### DATA EXTRACTS
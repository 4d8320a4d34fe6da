//! Configuration for the gateway.

use std::path::Path;
use std::time::Duration;

use reqwest::Url;
use serde::{Deserialize, Serialize};
use skyrelay_common::config::{LoggingConfig, ZenohConfig};
use skyrelay_common::keyexpr::topic_to_key_expr;

use crate::error::{GatewayError, Result};
use crate::queue::DEFAULT_QUEUE_CAPACITY;
use crate::schema::MessageSchema;

/// Collector path appended to the backend base URL.
pub const BATCH_PATH: &str = "/api/v1/telemetry/batch";

/// Complete gateway configuration.
#[derive(Debug, Clone, Default, Serialize, Deserialize)]
pub struct GatewayConfig {
    /// Zenoh connection settings.
    #[serde(default)]
    pub zenoh: ZenohConfig,

    /// Subscribed topic and its message schema.
    #[serde(default)]
    pub source: SourceConfig,

    /// Remote collector.
    #[serde(default)]
    pub backend: BackendConfig,

    /// Queueing and delivery policy.
    #[serde(default)]
    pub pipeline: PipelineConfig,

    /// Periodic status reporting.
    #[serde(default)]
    pub status: StatusConfig,

    /// Logging configuration.
    #[serde(default)]
    pub logging: LoggingConfig,
}

/// Source topic settings.
#[derive(Debug, Clone, Serialize, Deserialize)]
pub struct SourceConfig {
    /// Topic name; ROS-style leading slashes are accepted.
    #[serde(default = "default_topic")]
    pub topic: String,

    /// Schema identifier of messages on the topic.
    #[serde(default)]
    pub message_type: MessageSchema,

    /// Samples kept by the subscriber before older ones are overwritten.
    #[serde(default = "default_history_depth")]
    pub history_depth: usize,
}

fn default_topic() -> String {
    "/all_uavs_gps".to_string()
}

fn default_history_depth() -> usize {
    10
}

impl Default for SourceConfig {
    fn default() -> Self {
        Self {
            topic: default_topic(),
            message_type: MessageSchema::default(),
            history_depth: default_history_depth(),
        }
    }
}

impl SourceConfig {
    /// Zenoh key expression for the topic.
    pub fn key_expr(&self) -> Result<String> {
        topic_to_key_expr(&self.topic).map_err(GatewayError::from)
    }
}

/// Collector settings.
#[derive(Debug, Clone, Serialize, Deserialize)]
pub struct BackendConfig {
    /// Base URL of the collector, e.g. "http://localhost:8080".
    #[serde(default = "default_backend_url")]
    pub url: String,

    /// Timeout of a single POST in milliseconds.
    #[serde(default = "default_request_timeout_ms")]
    pub request_timeout_ms: u64,
}

fn default_backend_url() -> String {
    "http://localhost:8080".to_string()
}

fn default_request_timeout_ms() -> u64 {
    5000
}

impl Default for BackendConfig {
    fn default() -> Self {
        Self {
            url: default_backend_url(),
            request_timeout_ms: default_request_timeout_ms(),
        }
    }
}

impl BackendConfig {
    /// Full batch endpoint URL.
    pub fn endpoint(&self) -> String {
        format!("{}{}", self.url.trim_end_matches('/'), BATCH_PATH)
    }

    pub fn request_timeout(&self) -> Duration {
        Duration::from_millis(self.request_timeout_ms)
    }
}

/// Queue and delivery policy.
#[derive(Debug, Clone, Serialize, Deserialize)]
pub struct PipelineConfig {
    /// Batches per POST. Accepted for compatibility; every POST carries
    /// exactly one batch.
    #[serde(default = "default_batch_size")]
    pub batch_size: usize,

    /// How long the dispatcher waits on an empty queue per cycle.
    #[serde(default = "default_batch_timeout_ms")]
    pub batch_timeout_ms: u64,

    /// Delivery attempts per batch.
    #[serde(default = "default_retry_count")]
    pub retry_count: u32,

    /// Pause between failed attempts in milliseconds.
    #[serde(default = "default_retry_delay_ms")]
    pub retry_delay_ms: u64,

    /// Batches held before the oldest is dropped.
    #[serde(default = "default_queue_capacity")]
    pub queue_capacity: usize,
}

fn default_batch_size() -> usize {
    1
}

fn default_batch_timeout_ms() -> u64 {
    100
}

fn default_retry_count() -> u32 {
    3
}

fn default_retry_delay_ms() -> u64 {
    100
}

fn default_queue_capacity() -> usize {
    DEFAULT_QUEUE_CAPACITY
}

impl Default for PipelineConfig {
    fn default() -> Self {
        Self {
            batch_size: default_batch_size(),
            batch_timeout_ms: default_batch_timeout_ms(),
            retry_count: default_retry_count(),
            retry_delay_ms: default_retry_delay_ms(),
            queue_capacity: default_queue_capacity(),
        }
    }
}

impl PipelineConfig {
    pub fn batch_timeout(&self) -> Duration {
        Duration::from_millis(self.batch_timeout_ms)
    }

    pub fn retry_delay(&self) -> Duration {
        Duration::from_millis(self.retry_delay_ms)
    }
}

/// Status reporting settings.
#[derive(Debug, Clone, Serialize, Deserialize)]
pub struct StatusConfig {
    /// Report period in seconds.
    #[serde(default = "default_status_interval")]
    pub interval_secs: u64,

    /// Zenoh key to publish status snapshots on (disabled when unset).
    #[serde(default)]
    pub publish_key: Option<String>,
}

fn default_status_interval() -> u64 {
    10
}

impl Default for StatusConfig {
    fn default() -> Self {
        Self {
            interval_secs: default_status_interval(),
            publish_key: None,
        }
    }
}

impl StatusConfig {
    pub fn interval(&self) -> Duration {
        Duration::from_secs(self.interval_secs)
    }
}

impl GatewayConfig {
    /// Load configuration from a JSON5 file.
    pub fn load_from_file<P: AsRef<Path>>(path: P) -> Result<Self> {
        let path = path.as_ref();
        if !path.exists() {
            return Err(GatewayError::ConfigNotFound {
                path: path.display().to_string(),
            });
        }

        let config: GatewayConfig = skyrelay_common::load_config(path)?;
        config.validate()?;
        Ok(config)
    }

    /// Parse configuration from a JSON5 string.
    pub fn parse(content: &str) -> Result<Self> {
        let config: GatewayConfig = skyrelay_common::parse_config(content)?;
        config.validate()?;
        Ok(config)
    }

    /// Validate the configuration.
    pub fn validate(&self) -> Result<()> {
        self.zenoh.validate()?;

        if self.backend.url.trim().is_empty() {
            return Err(GatewayError::validation("backend url cannot be empty"));
        }

        let url = Url::parse(&self.backend.url).map_err(|e| {
            GatewayError::validation(format!("invalid backend url '{}': {}", self.backend.url, e))
        })?;
        if !matches!(url.scheme(), "http" | "https") {
            return Err(GatewayError::validation(format!(
                "backend url must use http or https, got '{}'",
                url.scheme()
            )));
        }

        if self.backend.request_timeout_ms == 0 {
            return Err(GatewayError::validation("request_timeout_ms must be > 0"));
        }

        self.source
            .key_expr()
            .map_err(|e| GatewayError::validation(e.to_string()))?;

        if self.source.history_depth == 0 {
            return Err(GatewayError::validation("history_depth must be > 0"));
        }

        if self.pipeline.batch_size == 0 {
            return Err(GatewayError::validation("batch_size must be > 0"));
        }

        if self.pipeline.batch_timeout_ms == 0 {
            return Err(GatewayError::validation("batch_timeout_ms must be > 0"));
        }

        if self.pipeline.retry_count == 0 {
            return Err(GatewayError::validation("retry_count must be > 0"));
        }

        if self.pipeline.queue_capacity == 0 {
            return Err(GatewayError::validation("queue_capacity must be > 0"));
        }

        if self.status.interval_secs == 0 {
            return Err(GatewayError::validation("status interval_secs must be > 0"));
        }

        if let Some(key) = &self.status.publish_key
            && key.trim().is_empty()
        {
            return Err(GatewayError::validation("status publish_key cannot be empty"));
        }

        Ok(())
    }
}

#[cfg(test)]
mod tests {
    use super::*;

    #[test]
    fn test_parse_minimal_config() {
        let config = GatewayConfig::parse("{}").unwrap();

        assert_eq!(config.source.topic, "/all_uavs_gps");
        assert_eq!(config.source.message_type, MessageSchema::UavGpsArray);
        assert_eq!(config.source.history_depth, 10);
        assert_eq!(config.backend.url, "http://localhost:8080");
        assert_eq!(config.backend.request_timeout(), Duration::from_secs(5));
        assert_eq!(config.pipeline.batch_size, 1);
        assert_eq!(config.pipeline.batch_timeout(), Duration::from_millis(100));
        assert_eq!(config.pipeline.retry_count, 3);
        assert_eq!(config.pipeline.retry_delay(), Duration::from_millis(100));
        assert_eq!(config.pipeline.queue_capacity, DEFAULT_QUEUE_CAPACITY);
        assert_eq!(config.status.interval(), Duration::from_secs(10));
        assert!(config.status.publish_key.is_none());
    }

    #[test]
    fn test_parse_full_config() {
        let json = r#"{
            zenoh: {
                mode: "client",
                connect: ["tcp/localhost:7447"]
            },
            source: {
                topic: "/uav_gps_array",
                message_type: "uav_msgs/msg/UavGps",
                history_depth: 32
            },
            backend: {
                url: "https://collector.example.com/",
                request_timeout_ms: 2500
            },
            pipeline: {
                batch_size: 4,
                batch_timeout_ms: 250,
                retry_count: 5,
                retry_delay_ms: 50,
                queue_capacity: 64
            },
            status: {
                interval_secs: 30,
                publish_key: "skyrelay/gateway/status"
            },
            logging: {
                level: "debug",
                format: "json"
            }
        }"#;

        let config = GatewayConfig::parse(json).unwrap();

        assert_eq!(config.zenoh.mode, "client");
        assert_eq!(config.source.key_expr().unwrap(), "uav_gps_array");
        assert_eq!(config.source.message_type, MessageSchema::UavGps);
        assert_eq!(config.source.history_depth, 32);
        assert_eq!(
            config.backend.endpoint(),
            "https://collector.example.com/api/v1/telemetry/batch"
        );
        assert_eq!(config.pipeline.batch_size, 4);
        assert_eq!(config.pipeline.retry_count, 5);
        assert_eq!(config.pipeline.queue_capacity, 64);
        assert_eq!(
            config.status.publish_key.as_deref(),
            Some("skyrelay/gateway/status")
        );
        assert_eq!(config.logging.level, "debug");
    }

    #[test]
    fn test_endpoint_joins_path() {
        let backend = BackendConfig::default();
        assert_eq!(
            backend.endpoint(),
            "http://localhost:8080/api/v1/telemetry/batch"
        );
    }

    #[test]
    fn test_unknown_message_type_rejected() {
        let result = GatewayConfig::parse(r#"{ source: { message_type: "std_msgs/msg/String" } }"#);
        assert!(result.is_err());
    }

    #[test]
    fn test_validate_backend_url() {
        for url in ["", "not a url", "ftp://collector:21"] {
            let json = format!(r#"{{ backend: {{ url: "{}" }} }}"#, url);
            let result = GatewayConfig::parse(&json);
            assert!(
                matches!(result, Err(GatewayError::ConfigValidation(_))),
                "url {:?} should be rejected",
                url
            );
        }
    }

    #[test]
    fn test_validate_zero_values() {
        for json in [
            "{ pipeline: { retry_count: 0 } }",
            "{ pipeline: { batch_timeout_ms: 0 } }",
            "{ pipeline: { queue_capacity: 0 } }",
            "{ pipeline: { batch_size: 0 } }",
            "{ backend: { request_timeout_ms: 0 } }",
            "{ source: { history_depth: 0 } }",
            "{ status: { interval_secs: 0 } }",
        ] {
            let result = GatewayConfig::parse(json);
            assert!(
                matches!(result, Err(GatewayError::ConfigValidation(_))),
                "{} should be rejected",
                json
            );
        }
    }

    #[test]
    fn test_validate_topic_and_mode() {
        let result = GatewayConfig::parse(r#"{ source: { topic: "/" } }"#);
        assert!(matches!(result, Err(GatewayError::ConfigValidation(_))));

        let result = GatewayConfig::parse(r#"{ zenoh: { mode: "mesh" } }"#);
        assert!(result.is_err());
    }

    #[test]
    fn test_config_not_found() {
        let result = GatewayConfig::load_from_file("/nonexistent/skyrelay.json5");
        assert!(matches!(result, Err(GatewayError::ConfigNotFound { .. })));
    }
}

### YOUR INSTRUCTIONS
The string "ZenohConfig" may occur in the listing; show every line where it does.

### ANSWER BELOW
use skyrelay_common::config::{LoggingConfig, ZenohConfig};
    pub zenoh: ZenohConfig,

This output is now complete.